Era arrivato con qualcuno a Torre Annunziata la sera in cui fu ucciso Alfonso Fontana, il rampollo della nota famiglia di camorra dei “Fasano” di Castellammare di Stabia.
Per il suo omicidio è in carcere da un mese uno dei boss del quartiere Moscarella, Catello Martino detto “puparuolo”. La novità investigativa per i soli media la si evince da un video , che stava circolando in rete da due giorni e che è stato diffuso stamane dal deputato dei Verdi, Francesco Emilio Borrelli.
Le fasi dell’omicidio, riprese da una telecamera del corso Vittorio Emanuele di Torre Annunziata, sono drammatiche e mostrano il tentativo di sfuggire ai colpi da parte di Alfonso Fontana da parte di un uomo che ha il capo coperto da un casco e che gli infligge il colpo di grazia.
La novità però è la presenza di un’auto di colore nero nella quale cerca di entrare Alfonso Fontana per sfuggire ai colpi. Nell’auto c’è qualcuno alla guida che quando si rende conto che Fontana è morto e che il killer è andato via mette in moto e si allontana dalla scena del crimine.
L’uomo di certo sarà già stato interrogato dagli investigatori anche perché dal video è visibile il numero di targa.

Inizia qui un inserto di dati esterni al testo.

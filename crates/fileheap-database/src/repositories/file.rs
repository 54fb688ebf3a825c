//! File metadata store trait and its PostgreSQL implementation.

use async_trait::async_trait;
use sqlx::PgPool;
use uuid::Uuid;

use fileheap_core::error::{AppError, ErrorKind};
use fileheap_core::result::AppResult;
use fileheap_core::types::id::{FileId, UserId};
use fileheap_entity::file::{CreateFileRecord, FileRecord};

/// Persistence contract for file metadata records.
///
/// Implemented by [`FileRepository`] for PostgreSQL; tests substitute an
/// in-memory implementation. Records are immutable: the contract has no
/// update or delete operation.
#[async_trait]
pub trait FileStore: Send + Sync + std::fmt::Debug + 'static {
    /// Persist a new record, returning it with the identifier populated.
    async fn insert(&self, record: CreateFileRecord) -> AppResult<FileRecord>;

    /// All records whose owner is in the given set, in store-native order.
    ///
    /// An empty owner set yields an empty sequence without a query.
    async fn list_by_owners(&self, owners: &[UserId]) -> AppResult<Vec<FileRecord>>;

    /// Look up a single record by identifier.
    async fn get_by_id(&self, id: FileId) -> AppResult<Option<FileRecord>>;
}

/// Repository for file metadata rows.
#[derive(Debug, Clone)]
pub struct FileRepository {
    pool: PgPool,
}

impl FileRepository {
    /// Create a new file repository on the shared pool.
    pub fn new(pool: PgPool) -> Self {
        Self { pool }
    }
}

#[async_trait]
impl FileStore for FileRepository {
    async fn insert(&self, record: CreateFileRecord) -> AppResult<FileRecord> {
        sqlx::query_as::<_, FileRecord>(
            "INSERT INTO files (name, file_type, owner_id) VALUES ($1, $2, $3) RETURNING *",
        )
        .bind(&record.name)
        .bind(&record.file_type)
        .bind(record.owner_id)
        .fetch_one(&self.pool)
        .await
        .map_err(|e| {
            AppError::with_source(ErrorKind::Database, "Failed to insert file record", e)
        })
    }

    async fn list_by_owners(&self, owners: &[UserId]) -> AppResult<Vec<FileRecord>> {
        if owners.is_empty() {
            return Ok(Vec::new());
        }

        let owner_ids: Vec<Uuid> = owners.iter().map(|o| o.into_uuid()).collect();
        sqlx::query_as::<_, FileRecord>("SELECT * FROM files WHERE owner_id = ANY($1)")
            .bind(&owner_ids)
            .fetch_all(&self.pool)
            .await
            .map_err(|e| AppError::with_source(ErrorKind::Database, "Failed to list files", e))
    }

    async fn get_by_id(&self, id: FileId) -> AppResult<Option<FileRecord>> {
        sqlx::query_as::<_, FileRecord>("SELECT * FROM files WHERE id = $1")
            .bind(id)
            .fetch_optional(&self.pool)
            .await
            .map_err(|e| AppError::with_source(ErrorKind::Database, "Failed to find file", e))
    }
}
//! File record entity model.

use chrono::{DateTime, Utc};
use serde::{Deserialize, Serialize};
use sqlx::FromRow;

use fileheap_core::types::id::{FileId, UserId};

/// Metadata for one uploaded object.
///
/// The `name` doubles as the key of the payload in the object store.
/// Records are immutable once created; no update or delete operation
/// exists. A record's existence does not guarantee the object is still
/// in the bucket — there is no transactional link between the two.
#[derive(Debug, Clone, Serialize, Deserialize, FromRow)]
pub struct FileRecord {
    /// Unique identifier, assigned by the metadata store on insert.
    pub id: FileId,
    /// Original filename; also the storage key.
    pub name: String,
    /// Caller-supplied classification string. Unconstrained.
    #[serde(rename = "type")]
    pub file_type: Option<String>,
    /// The user who uploaded the file. Assigned at creation, never mutated.
    pub owner_id: UserId,
    /// When the record was created.
    pub created_at: DateTime<Utc>,
}

impl FileRecord {
    /// The key under which the payload lives in the object store.
    pub fn storage_key(&self) -> &str {
        &self.name
    }
}

/// Data required to create a new file record.
#[derive(Debug, Clone, Serialize, Deserialize)]
pub struct CreateFileRecord {
    /// Original filename / storage key.
    pub name: String,
    /// Caller-supplied classification string.
    pub file_type: Option<String>,
    /// Owner resolved from the validated access token.
    pub owner_id: UserId,
}
//! # fileheap-storage
//!
//! Object storage backends for FileHeap payloads. The S3-compatible
//! backend talks to the real bucket; the in-memory backend serves tests
//! and credential-free local runs.

pub mod memory;
pub mod s3;

pub use memory::InMemoryObjectStore;
pub use s3::S3ObjectStore;
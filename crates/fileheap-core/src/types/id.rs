//! Newtype wrappers around [`uuid::Uuid`] for all domain entity identifiers.
//!
//! Using distinct types prevents accidentally passing a `UserId` where a
//! `FileId` is expected. When the `sqlx` feature is enabled, each ID type
//! also implements `sqlx::Type`, `sqlx::Encode`, and `sqlx::Decode` for
//! PostgreSQL.

use std::fmt;
use std::str::FromStr;

use serde::{Deserialize, Serialize};
use uuid::Uuid;

/// Macro to define a newtype ID wrapper around `Uuid`.
macro_rules! define_id {
    (
        $(#[$meta:meta])*
        $name:ident
    ) => {
        $(#[$meta])*
        #[derive(Debug, Clone, Copy, PartialEq, Eq, Hash, Serialize, Deserialize)]
        #[serde(transparent)]
        pub struct $name(pub Uuid);

        impl $name {
            /// Create a new random identifier.
            pub fn new() -> Self {
                Self(Uuid::new_v4())
            }

            /// Create an identifier from an existing UUID.
            pub fn from_uuid(uuid: Uuid) -> Self {
                Self(uuid)
            }

            /// Return the inner UUID value.
            pub fn into_uuid(self) -> Uuid {
                self.0
            }

            /// Return a reference to the inner UUID.
            pub fn as_uuid(&self) -> &Uuid {
                &self.0
            }
        }

        impl Default for $name {
            fn default() -> Self {
                Self::new()
            }
        }

        impl fmt::Display for $name {
            fn fmt(&self, f: &mut fmt::Formatter<'_>) -> fmt::Result {
                write!(f, "{}", self.0)
            }
        }

        impl FromStr for $name {
            type Err = uuid::Error;

            fn from_str(s: &str) -> Result<Self, Self::Err> {
                Uuid::parse_str(s).map(Self)
            }
        }

        impl From<Uuid> for $name {
            fn from(uuid: Uuid) -> Self {
                Self(uuid)
            }
        }

        impl From<$name> for Uuid {
            fn from(id: $name) -> Uuid {
                id.0
            }
        }

        #[cfg(feature = "sqlx")]
        impl sqlx::Type<sqlx::Postgres> for $name {
            fn type_info() -> sqlx::postgres::PgTypeInfo {
                <Uuid as sqlx::Type<sqlx::Postgres>>::type_info()
            }
        }

        #[cfg(feature = "sqlx")]
        impl<'q> sqlx::Encode<'q, sqlx::Postgres> for $name {
            fn encode_by_ref(
                &self,
                buf: &mut <sqlx::Postgres as sqlx::Database>::ArgumentBuffer<'q>,
            ) -> Result<sqlx::encode::IsNull, sqlx::error::BoxDynError> {
                <Uuid as sqlx::Encode<'q, sqlx::Postgres>>::encode_by_ref(&self.0, buf)
            }
        }

        #[cfg(feature = "sqlx")]
        impl<'r> sqlx::Decode<'r, sqlx::Postgres> for $name {
            fn decode(
                value: <sqlx::Postgres as sqlx::Database>::ValueRef<'r>,
            ) -> Result<Self, sqlx::error::BoxDynError> {
                <Uuid as sqlx::Decode<'r, sqlx::Postgres>>::decode(value).map(Self)
            }
        }
    };
}

define_id!(
    /// Unique identifier for a user, as resolved by the auth service.
    UserId
);

define_id!(
    /// Unique identifier for a file metadata record.
    FileId
);
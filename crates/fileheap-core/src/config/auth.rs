//! External token-validation service configuration.

use serde::{Deserialize, Serialize};

/// Configuration for the external auth service.
///
/// The service is consumed, never implemented: one GET per validation
/// with the token in the `access-token` header.
#[derive(Debug, Clone, Serialize, Deserialize)]
pub struct AuthConfig {
    /// URL of the token-validation endpoint.
    #[serde(default = "default_endpoint")]
    pub endpoint: String,
    /// Outbound request timeout in seconds.
    #[serde(default = "default_request_timeout")]
    pub request_timeout_seconds: u64,
}

impl Default for AuthConfig {
    fn default() -> Self {
        Self {
            endpoint: default_endpoint(),
            request_timeout_seconds: default_request_timeout(),
        }
    }
}

fn default_endpoint() -> String {
    "http://auth:8080/check".to_string()
}

fn default_request_timeout() -> u64 {
    10
}
//! Route definitions for the FileHeap HTTP API.
//!
//! The router receives the fully-constructed `AppState` and threads it
//! through every route via Axum's `State` extractor.

use axum::Router;
use axum::extract::DefaultBodyLimit;
use axum::middleware as axum_middleware;
use axum::routing::get;
use tower_http::cors::CorsLayer;
use tower_http::trace::TraceLayer;

use crate::handlers;
use crate::middleware;
use crate::state::AppState;

/// Build the complete Axum router with all routes and middleware.
pub fn build_router(state: AppState) -> Router {
    let max_upload = state.config.storage.max_upload_size_bytes as usize;
    let cors = build_cors_layer(&state);

    Router::new()
        .route(
            "/file",
            get(handlers::file::list_files).post(handlers::file::create_file),
        )
        .route("/file/{file_id}", get(handlers::file::download_link))
        .route("/health", get(handlers::health::health_check))
        .layer(DefaultBodyLimit::max(max_upload))
        .layer(TraceLayer::new_for_http())
        .layer(cors)
        .layer(axum_middleware::from_fn(
            middleware::logging::request_logging,
        ))
        .with_state(state)
}

/// Build the CORS layer from configuration.
fn build_cors_layer(state: &AppState) -> CorsLayer {
    use axum::http::{HeaderValue, Method};
    use tower_http::cors::Any;

    let cors_config = &state.config.server.cors;
    let mut cors = CorsLayer::new();

    if cors_config.allowed_origins.iter().any(|o| o == "*") {
        cors = cors.allow_origin(Any);
    } else {
        let origins: Vec<HeaderValue> = cors_config
            .allowed_origins
            .iter()
            .filter_map(|o| o.parse().ok())
            .collect();
        cors = cors.allow_origin(origins);
    }

    let methods: Vec<Method> = cors_config
        .allowed_methods
        .iter()
        .filter_map(|m| m.parse().ok())
        .collect();
    cors = cors.allow_methods(methods);

    if cors_config.allowed_headers.iter().any(|h| h == "*") {
        cors = cors.allow_headers(Any);
    }

    cors.max_age(std::time::Duration::from_secs(cors_config.max_age_seconds))
}
//! Convenience result type alias for FileHeap.

use crate::error::AppError;

/// A specialized `Result` type for FileHeap operations.
///
/// This is defined as a convenience so that every crate does not need to
/// write `Result<T, AppError>` explicitly.
pub type AppResult<T> = Result<T, AppError>;
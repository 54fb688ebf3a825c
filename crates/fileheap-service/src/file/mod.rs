//! File upload, listing, and download-link flows.

pub mod service;

pub use service::{FileService, UploadParams};
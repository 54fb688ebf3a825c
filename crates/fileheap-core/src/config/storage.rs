//! Object storage configuration.

use serde::{Deserialize, Serialize};

/// Object storage configuration.
///
/// All objects live in a single fixed bucket; the key of an object is the
/// original filename of the upload.
#[derive(Debug, Clone, Serialize, Deserialize)]
pub struct StorageConfig {
    /// Storage backend: `"s3"` or `"memory"`.
    #[serde(default = "default_provider")]
    pub provider: String,
    /// Bucket all objects are written to.
    #[serde(default = "default_bucket")]
    pub bucket: String,
    /// S3 endpoint URL. Empty for AWS; set for S3-compatible services
    /// such as MinIO or Yandex Object Storage.
    #[serde(default)]
    pub endpoint: String,
    /// Region name.
    #[serde(default = "default_region")]
    pub region: String,
    /// Access key ID. Empty means the ambient AWS credential chain.
    #[serde(default)]
    pub access_key: String,
    /// Secret access key.
    #[serde(default)]
    pub secret_key: String,
    /// Lifetime of presigned download URLs in seconds.
    #[serde(default = "default_presign_ttl")]
    pub presign_ttl_seconds: u64,
    /// Maximum accepted request body size in bytes.
    #[serde(default = "default_max_upload")]
    pub max_upload_size_bytes: u64,
}

impl Default for StorageConfig {
    fn default() -> Self {
        Self {
            provider: default_provider(),
            bucket: default_bucket(),
            endpoint: String::new(),
            region: default_region(),
            access_key: String::new(),
            secret_key: String::new(),
            presign_ttl_seconds: default_presign_ttl(),
            max_upload_size_bytes: default_max_upload(),
        }
    }
}

fn default_provider() -> String {
    "s3".to_string()
}

fn default_bucket() -> String {
    "files-heap".to_string()
}

fn default_region() -> String {
    "us-east-1".to_string()
}

fn default_presign_ttl() -> u64 {
    600
}

fn default_max_upload() -> u64 {
    1_073_741_824 // 1 GiB
}
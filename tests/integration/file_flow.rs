//! End-to-end flows: upload, list, download link.

use axum::http::StatusCode;
use uuid::Uuid;

use fileheap_core::types::id::UserId;

use crate::helpers::TestApp;

#[tokio::test]
async fn test_upload_list_link_round_trip() {
    let u1 = UserId::new();
    let app = TestApp::with_tokens(&[("T1", u1)]);

    let response = app
        .upload("/file?filetype=pdf", Some("T1"), "report.pdf", b"%PDF-1.7")
        .await;
    assert_eq!(response.status, StatusCode::OK);
    assert_eq!(response.body["name"], "report.pdf");
    assert_eq!(response.body["type"], "pdf");
    assert_eq!(response.body["owner_id"], u1.to_string());
    let id = response.body["id"].as_str().expect("generated id").to_string();
    assert!(app.objects.contains("report.pdf"));

    let response = app.get(&format!("/file?user={u1}"), Some("T1")).await;
    assert_eq!(response.status, StatusCode::OK);
    let items = response.body.as_array().expect("array");
    assert_eq!(items.len(), 1);
    assert_eq!(items[0]["id"], id.as_str());
    assert_eq!(items[0]["name"], "report.pdf");

    let response = app.get(&format!("/file/{id}"), Some("T1")).await;
    assert_eq!(response.status, StatusCode::OK);
    let url = response.body.as_str().expect("plain URL string");
    assert!(url.contains("report.pdf"), "URL must target the upload key");
    assert!(url.contains("expires_in=600"));
}

#[tokio::test]
async fn test_repeated_links_reference_same_key_without_mutation() {
    let u1 = UserId::new();
    let app = TestApp::with_tokens(&[("T1", u1)]);

    let response = app.upload("/file", Some("T1"), "data.bin", b"\x00\x01").await;
    let id = response.body["id"].as_str().expect("id").to_string();

    let first = app.get(&format!("/file/{id}"), Some("T1")).await;
    let second = app.get(&format!("/file/{id}"), Some("T1")).await;

    assert_eq!(first.status, StatusCode::OK);
    assert_eq!(second.status, StatusCode::OK);
    assert!(first.body.as_str().expect("url").contains("data.bin"));
    assert!(second.body.as_str().expect("url").contains("data.bin"));
    assert_eq!(app.files.record_count(), 1);
}

#[tokio::test]
async fn test_upload_without_filetype_yields_null_type() {
    let u1 = UserId::new();
    let app = TestApp::with_tokens(&[("T1", u1)]);

    let response = app.upload("/file", Some("T1"), "notes.txt", b"hello").await;

    assert_eq!(response.status, StatusCode::OK);
    assert!(response.body["type"].is_null());
}

#[tokio::test]
async fn test_list_unmatched_owner_is_empty_array() {
    let u1 = UserId::new();
    let app = TestApp::with_tokens(&[("T1", u1)]);

    let stranger = Uuid::new_v4();
    let response = app.get(&format!("/file?user={stranger}"), Some("T1")).await;

    assert_eq!(response.status, StatusCode::OK);
    assert_eq!(response.body.as_array().expect("array").len(), 0);
}

#[tokio::test]
async fn test_list_empty_filter_is_empty_array() {
    let u1 = UserId::new();
    let app = TestApp::with_tokens(&[("T1", u1)]);

    let response = app.get("/file?user=", Some("T1")).await;

    assert_eq!(response.status, StatusCode::OK);
    assert_eq!(response.body.as_array().expect("array").len(), 0);
}

#[tokio::test]
async fn test_list_malformed_owner_id_is_rejected_whole() {
    let u1 = UserId::new();
    let app = TestApp::with_tokens(&[("T1", u1)]);
    app.upload("/file", Some("T1"), "a.txt", b"a").await;

    let response = app
        .get(&format!("/file?user={u1},not-a-uuid"), Some("T1"))
        .await;

    assert_eq!(response.status, StatusCode::BAD_REQUEST);
    // The valid entry must not have been partially processed.
    assert!(response.body.as_array().is_none());
}

#[tokio::test]
async fn test_list_missing_user_param() {
    let u1 = UserId::new();
    let app = TestApp::with_tokens(&[("T1", u1)]);

    let response = app.get("/file", Some("T1")).await;

    assert_eq!(response.status, StatusCode::BAD_REQUEST);
}

#[tokio::test]
async fn test_link_unknown_file_id_is_404() {
    let u1 = UserId::new();
    let app = TestApp::with_tokens(&[("T1", u1)]);

    let response = app
        .get(&format!("/file/{}", Uuid::new_v4()), Some("T1"))
        .await;

    assert_eq!(response.status, StatusCode::NOT_FOUND);
}

#[tokio::test]
async fn test_list_multiple_owners() {
    let u1 = UserId::new();
    let u2 = UserId::new();
    let app = TestApp::with_tokens(&[("T1", u1), ("T2", u2)]);

    app.upload("/file", Some("T1"), "one.txt", b"1").await;
    app.upload("/file", Some("T2"), "two.txt", b"2").await;

    let response = app.get(&format!("/file?user={u1},{u2}"), Some("T1")).await;

    assert_eq!(response.status, StatusCode::OK);
    assert_eq!(response.body.as_array().expect("array").len(), 2);
}

#[tokio::test]
async fn test_health_needs_no_token() {
    let app = TestApp::new();

    let response = app.get("/health", None).await;

    assert_eq!(response.status, StatusCode::OK);
    assert_eq!(response.body["status"], "ok");
}
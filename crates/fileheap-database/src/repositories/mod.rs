//! Concrete repository implementations.

pub mod file;
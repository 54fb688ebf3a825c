//! Application state shared across all handlers.

use std::sync::Arc;

use fileheap_core::config::AppConfig;
use fileheap_core::traits::token_validator::TokenValidator;
use fileheap_service::FileService;

/// Application state containing all shared dependencies.
///
/// Every collaborator is constructed at startup and injected here; no
/// module-level singletons exist. All fields are `Arc`-wrapped for cheap
/// cloning across tasks.
#[derive(Debug, Clone)]
pub struct AppState {
    /// Application configuration.
    pub config: Arc<AppConfig>,
    /// External token-validation client.
    pub token_validator: Arc<dyn TokenValidator>,
    /// Upload / list / link orchestration.
    pub file_service: Arc<FileService>,
}
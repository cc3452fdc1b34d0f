use chrono::{NaiveDate, NaiveDateTime, TimeDelta, Timelike};

const SECONDS_PER_DAY: f64 = 86_400.0;

fn excel_epoch() -> NaiveDateTime {
    NaiveDate::from_ymd_opt(1899, 12, 30)
        .and_then(|d| d.and_hms_opt(0, 0, 0))
        .unwrap_or_default()
}

/// Converts an Excel serial date (1900 date system) to a timestamp rounded to
/// whole seconds. Rounding keeps values stable across write/read cycles.
pub fn excel_serial_to_datetime(serial: f64) -> Option<NaiveDateTime> {
    if !serial.is_finite() || serial < 0.0 {
        return None;
    }
    let seconds = (serial * SECONDS_PER_DAY).round() as i64;
    excel_epoch().checked_add_signed(TimeDelta::try_seconds(seconds)?)
}

pub fn datetime_to_excel_serial(datetime: &NaiveDateTime) -> f64 {
    let seconds = (*datetime - excel_epoch()).num_seconds();
    seconds as f64 / SECONDS_PER_DAY
}

pub fn has_time_component(datetime: &NaiveDateTime) -> bool {
    datetime.num_seconds_from_midnight() != 0
}

pub fn format_datetime(datetime: &NaiveDateTime) -> String {
    datetime.format("%Y-%m-%d %H:%M:%S").to_string()
}

/// Parses amounts exported as text, e.g. `"1 234,50"` or `"-99.9"`.
pub fn parse_amount_text(text: &str) -> Option<f64> {
    let cleaned: String = text
        .trim()
        .chars()
        .filter(|c| !c.is_whitespace() && *c != '\u{a0}')
        .map(|c| if c == ',' { '.' } else { c })
        .collect();
    if cleaned.is_empty() {
        return None;
    }
    cleaned.parse::<f64>().ok().filter(|v| v.is_finite())
}

/// Years written with two digits are taken to be in the 2000s.
pub fn expand_two_digit_year(year: i32) -> (i32, bool) {
    if year < 100 {
        (year + 2000, true)
    } else {
        (year, false)
    }
}

/// Final path component without its extension.
pub fn file_stem(filename: &str) -> &str {
    let base = filename
        .rsplit(|c: char| c == '/' || c == '\\')
        .next()
        .unwrap_or(filename);
    match base.rfind('.') {
        Some(idx) if idx > 0 => &base[..idx],
        _ => base,
    }
}
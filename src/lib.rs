//! # Ledger Consolidator
//!
//! A library for turning raw bank transaction exports (`.xlsx`) into cleaned,
//! categorised spending reports and for consolidating them into a month-indexed
//! master ledger workbook.
//!
//! ## Core Concepts
//!
//! - **Cleaning**: Identifying columns are dropped, city/country boilerplate is stripped
//!   from descriptions, and rows without a category or amount are skipped
//! - **Aggregation**: Amounts are summed per category; the total expenses figure excludes
//!   the investment-transfer category
//! - **Month Labels**: Every batch is filed under an `MM.YYYY` sheet, inferred from its
//!   date column, then its file name, then the `01.1970` fallback
//! - **Idempotent Merge**: Re-submitting rows already on a month sheet does not grow it
//!
//! ## Example
//!
//! ```rust,ignore
//! use ledger_consolidator::*;
//! use std::path::Path;
//!
//! let config = LedgerConfig::default();
//!
//! // One-off report for a single upload.
//! let cleaned = process_report(Path::new("upload.xlsx"), Path::new("report.xlsx"), &config)?;
//! println!("Total expenses: {:.2}", cleaned.total);
//!
//! // File the same upload into the user's master ledger.
//! let engine = LedgerEngine::new(config);
//! let outcome = engine.merge_file(
//!     Path::new("master.xlsx"),
//!     Path::new("upload.xlsx"),
//!     "выписка 12 марта 2024.xlsx",
//! )?;
//! println!("Filed under {}", outcome.label());
//! ```

pub mod cleaner;
pub mod engine;
pub mod error;
pub mod ingestion;
pub mod label;
pub mod record;
pub mod registry;
pub mod render;
pub mod schema;
pub mod utils;
pub mod workbook;

pub use cleaner::{clean, clean_batch, CategoryAggregate, CleanedBatch};
pub use engine::{LedgerEngine, MergeOutcome};
pub use error::{LedgerError, Result};
pub use ingestion::{read_input_table, Formulas, Grid, SheetCells};
pub use label::{label_from_filename, resolve_label, LabelResolution, LabelSource, MonthLabel};
pub use record::{Batch, CellValue, RawTable, TransactionRow};
pub use registry::{report_filename, JsonLinesRegistry, LedgerRegistry, UserId, UserRecord};
pub use render::{layout_sheet, render_sheet, SheetLayout};
pub use schema::LedgerConfig;
pub use workbook::{LedgerSheet, LedgerWorkbook, SheetContent};

use log::info;
use std::path::Path;

pub struct ReportProcessor;

impl ReportProcessor {
    /// Cleans one upload and writes it as a one-sheet report.
    pub fn process(input: &Path, output: &Path, config: &LedgerConfig) -> Result<CleanedBatch> {
        let table = read_input_table(input, config)?;
        let cleaned = clean(&table, config)?;
        info!(
            "Writing report for {} ({} row(s), {} categories) to {}",
            input.display(),
            cleaned.batch.len(),
            cleaned.aggregate.len(),
            output.display()
        );

        let mut workbook = LedgerWorkbook::new();
        workbook.upsert(config.report_sheet_name.as_str(), cleaned.clone());
        workbook.save(output, config)?;
        Ok(cleaned)
    }

    /// Merges one upload into the master ledger and returns the month label
    /// it was filed under. The upload's own file name drives month inference
    /// when its rows carry no dates.
    pub fn update_master(master: &Path, input: &Path, config: &LedgerConfig) -> Result<MonthLabel> {
        let filename = input
            .file_name()
            .map(|name| name.to_string_lossy().into_owned())
            .unwrap_or_default();
        let engine = LedgerEngine::new(config.clone());
        let outcome = engine.merge_file(master, input, &filename)?;
        Ok(outcome.resolution.label)
    }
}

pub fn process_report(input: &Path, output: &Path, config: &LedgerConfig) -> Result<CleanedBatch> {
    ReportProcessor::process(input, output, config)
}

pub fn update_master_workbook(master: &Path, input: &Path, config: &LedgerConfig) -> Result<MonthLabel> {
    ReportProcessor::update_master(master, input, config)
}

“La realtà è purtroppo questa. Siamo circondati da spietati assassini che non esitano a sparare e uccidere per strada, e lo fanno anche di giorno, anche tra la folla. Ricordiamo, su tutti, il caso della piccola Noemi a Piazza nazionale. È così che agisce il crimine. Le vittime innocenti che miete non sono uccise per errore, per questa gente sono soltanto danni collaterali. Il vero errore è continuare a tollerare questi spietati criminali”, ha commentato il deputato Borrelli nella nota in cui ha diffuso il video.